Anders dan [verzoekster] betoogt, is er onvoldoende aanleiding om deze vergoeding naar beneden bij te stellen op grond van de door haar gestelde penibele financiële bedrijfsomstandigheden. De daartoe overgelegde pagina uit (kennelijk) haar jaarverslag over het boekjaar 2003, houdende de winst- en verliesrekening 2003, geeft daartoe, mede gelet op de omvang van de toe te kennen vergoeding, onvoldoende aanleiding, te minder nu niet tevens inzicht is gegeven in de vermogenspositie van de vennootschap.
10.
Bovenstaande beslissing brengt mee dat [verzoekster] overeenkomstig het negende lid van artikel 7:685 BW de gelegenheid krijgt het verzoek in te trekken.
11.
Indien [verzoekster] haar verzoek intrekt, zal zij met de proceskosten wordt belast. Die beslissing wordt echter dan aangehouden totdat door [verweerster] de definitieve toevoeging is overgelegd.
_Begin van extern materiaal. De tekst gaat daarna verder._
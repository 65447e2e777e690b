use tracing::{debug, warn};

use super::QueryPipeline;
use crate::error::EngineError;
use crate::field::Field;
use crate::lens::Lens;
use crate::query::{Query, SortDirection};
use crate::request::AdminRequest;
use crate::resource::Resource;

impl QueryPipeline<'_> {
    /// Columns the current listing may be sorted by
    pub fn sortable_columns(
        &self,
        resource: &Resource,
        req: &AdminRequest,
        lens: Option<&dyn Lens>,
    ) -> Result<Vec<String>, EngineError> {
        match lens {
            Some(lens) => Ok(resource
                .lens_fields(req, self.registry, lens)?
                .iter()
                .filter_map(Field::sortable_column)
                .collect()),
            None => resource.sortable_columns(req, self.registry),
        }
    }

    /// Apply the requested sort when it names a sortable column. Otherwise
    /// keep any ordering already on the query, or fall back to the
    /// resource's default order unless an indexed search owns the order.
    pub fn apply_ordering(
        &self,
        resource: &Resource,
        req: &AdminRequest,
        query: Query,
        lens: Option<&dyn Lens>,
        indexed: bool,
    ) -> Result<Query, EngineError> {
        if let Some(column) = &req.params.order_by {
            if self.sortable_columns(resource, req, lens)?.contains(column) {
                let direction = req.params.direction.unwrap_or(SortDirection::Asc);
                debug!("Ordering {} by {} {}", resource.key(), column, direction.to_sql());
                return Ok(query.clear_order().order_by(column.clone(), direction));
            }
            warn!("Ignoring order on {}: {} is not sortable", resource.key(), column);
        }

        if !query.orders().is_empty() || indexed {
            return Ok(query);
        }

        let mut query = query;
        for info in resource.definition().default_order() {
            query = query.order_by(info.column, info.sort);
        }
        Ok(query)
    }
}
- stelt partijen in kennis van zijn voornemen de tussen hen bestaande arbeidsovereenkomst te ontbinden per 1 juli 2004 onder toekenning aan [verweerster] ten laste van [verzoekster] van een vergoeding van € 7.000,00 bruto;
- stelt [verzoekster] in de gelegenheid het verzoek in te trekken uiterlijk op 29 juni 2004 door middel van een schriftelijke verklaring ter griffie van de sector kanton, onder onverwijlde mededeling daarvan aan de wederpartij;
voor het geval [verzoekster] het verzoek niet intrekt:
- ontbindt de tussen partijen bestaande arbeidsovereenkomst en bepaalt dat deze eindigt op 1 juli 2004 onder toekenning aan [verweerster] ten laste van [verzoekster] van een vergoeding van
€ 7.000,00 bruto en veroordeelt [verzoekster] tot betaling van dat bedrag aan [verweerster] tegen bewijs van kwijting;
- compenseert de kosten van het geding in die zin dat iedere partij de eigen kosten draagt;
voor het geval [verzoekster] het verzoek intrekt:
- houdt de beslissing met betrekking tot de proceskosten aan.
Aldus gegeven door mr. W.F. Boele, kantonrechter, en uitgesproken in de openbare terechtzitting van 23 juni 2004, in tegenwoordigheid van de griffier.